**Work instruction**
For the word "ProbeError", state how many lines of the records include it, with no other text.

(Saved data entries)
-------------------------

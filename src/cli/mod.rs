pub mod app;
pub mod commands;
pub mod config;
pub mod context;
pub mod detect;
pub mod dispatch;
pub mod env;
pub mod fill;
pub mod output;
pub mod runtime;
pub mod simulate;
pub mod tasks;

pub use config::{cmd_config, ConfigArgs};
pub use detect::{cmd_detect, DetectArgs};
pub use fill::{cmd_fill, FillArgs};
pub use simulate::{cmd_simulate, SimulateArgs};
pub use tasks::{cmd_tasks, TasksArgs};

-------------------------

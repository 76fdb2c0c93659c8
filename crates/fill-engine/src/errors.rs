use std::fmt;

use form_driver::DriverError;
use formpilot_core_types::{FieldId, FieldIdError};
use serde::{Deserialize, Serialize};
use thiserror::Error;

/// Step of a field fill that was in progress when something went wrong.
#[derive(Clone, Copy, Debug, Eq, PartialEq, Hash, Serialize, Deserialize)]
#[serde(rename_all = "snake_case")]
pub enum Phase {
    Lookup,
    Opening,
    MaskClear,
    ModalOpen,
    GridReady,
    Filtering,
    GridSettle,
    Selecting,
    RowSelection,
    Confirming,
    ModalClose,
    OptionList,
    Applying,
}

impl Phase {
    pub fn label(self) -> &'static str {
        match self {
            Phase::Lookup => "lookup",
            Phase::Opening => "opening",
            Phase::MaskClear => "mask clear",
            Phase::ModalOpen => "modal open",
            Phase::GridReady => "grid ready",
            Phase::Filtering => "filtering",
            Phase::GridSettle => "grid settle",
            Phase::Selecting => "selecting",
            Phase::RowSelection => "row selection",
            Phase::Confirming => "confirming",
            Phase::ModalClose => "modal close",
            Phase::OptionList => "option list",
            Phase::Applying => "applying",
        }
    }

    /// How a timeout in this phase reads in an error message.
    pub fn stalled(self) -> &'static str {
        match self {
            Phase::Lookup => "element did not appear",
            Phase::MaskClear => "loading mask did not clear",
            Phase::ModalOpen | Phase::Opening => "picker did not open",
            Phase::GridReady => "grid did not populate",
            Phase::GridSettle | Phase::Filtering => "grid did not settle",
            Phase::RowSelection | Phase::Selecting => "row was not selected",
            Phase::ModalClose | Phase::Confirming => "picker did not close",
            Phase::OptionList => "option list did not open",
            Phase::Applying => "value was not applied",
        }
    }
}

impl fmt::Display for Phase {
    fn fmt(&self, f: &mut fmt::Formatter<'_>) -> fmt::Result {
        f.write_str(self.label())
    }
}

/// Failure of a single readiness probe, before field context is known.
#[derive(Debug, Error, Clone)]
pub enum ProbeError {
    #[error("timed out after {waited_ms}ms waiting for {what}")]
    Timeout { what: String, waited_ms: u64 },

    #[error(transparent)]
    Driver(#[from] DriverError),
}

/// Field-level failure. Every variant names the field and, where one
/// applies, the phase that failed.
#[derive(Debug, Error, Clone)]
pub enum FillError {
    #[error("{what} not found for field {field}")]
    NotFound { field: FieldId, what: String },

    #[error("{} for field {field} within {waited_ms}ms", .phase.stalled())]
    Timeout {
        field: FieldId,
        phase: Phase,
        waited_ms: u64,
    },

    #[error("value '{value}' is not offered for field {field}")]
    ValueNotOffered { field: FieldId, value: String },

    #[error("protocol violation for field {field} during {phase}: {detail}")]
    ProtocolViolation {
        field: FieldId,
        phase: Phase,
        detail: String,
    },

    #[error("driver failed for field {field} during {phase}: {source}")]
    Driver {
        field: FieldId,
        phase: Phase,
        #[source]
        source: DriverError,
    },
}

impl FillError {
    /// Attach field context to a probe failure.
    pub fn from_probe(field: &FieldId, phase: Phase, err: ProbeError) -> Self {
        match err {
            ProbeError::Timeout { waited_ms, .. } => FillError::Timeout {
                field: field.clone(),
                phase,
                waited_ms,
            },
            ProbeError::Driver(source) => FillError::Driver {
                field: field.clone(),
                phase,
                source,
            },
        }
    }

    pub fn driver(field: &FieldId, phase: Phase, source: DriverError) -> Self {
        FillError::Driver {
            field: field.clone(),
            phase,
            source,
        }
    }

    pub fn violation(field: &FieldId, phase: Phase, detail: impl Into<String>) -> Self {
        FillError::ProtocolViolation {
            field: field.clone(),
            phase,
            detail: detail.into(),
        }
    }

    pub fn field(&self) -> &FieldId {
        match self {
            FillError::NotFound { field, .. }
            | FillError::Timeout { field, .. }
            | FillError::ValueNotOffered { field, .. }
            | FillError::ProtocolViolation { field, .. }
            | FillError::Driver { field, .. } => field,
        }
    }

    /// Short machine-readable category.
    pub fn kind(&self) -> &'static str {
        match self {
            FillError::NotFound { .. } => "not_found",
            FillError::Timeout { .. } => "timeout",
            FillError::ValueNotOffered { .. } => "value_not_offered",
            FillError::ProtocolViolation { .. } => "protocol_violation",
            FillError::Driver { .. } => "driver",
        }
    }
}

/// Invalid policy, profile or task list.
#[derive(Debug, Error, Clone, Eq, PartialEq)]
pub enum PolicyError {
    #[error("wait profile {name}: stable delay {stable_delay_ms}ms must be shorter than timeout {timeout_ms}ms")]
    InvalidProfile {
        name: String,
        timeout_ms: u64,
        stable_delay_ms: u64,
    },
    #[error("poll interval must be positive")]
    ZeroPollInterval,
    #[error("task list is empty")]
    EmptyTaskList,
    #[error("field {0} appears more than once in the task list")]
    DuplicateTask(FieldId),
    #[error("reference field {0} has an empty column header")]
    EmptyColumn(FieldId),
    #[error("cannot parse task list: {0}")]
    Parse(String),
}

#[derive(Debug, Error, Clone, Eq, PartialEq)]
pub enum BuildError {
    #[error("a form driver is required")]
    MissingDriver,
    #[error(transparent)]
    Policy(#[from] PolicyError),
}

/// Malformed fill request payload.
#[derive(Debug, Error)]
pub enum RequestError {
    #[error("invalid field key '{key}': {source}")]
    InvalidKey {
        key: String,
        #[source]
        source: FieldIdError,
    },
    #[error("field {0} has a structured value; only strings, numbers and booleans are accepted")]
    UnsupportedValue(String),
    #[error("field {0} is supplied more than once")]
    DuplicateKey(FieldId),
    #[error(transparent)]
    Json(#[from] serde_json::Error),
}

-------------------------

**Response**
4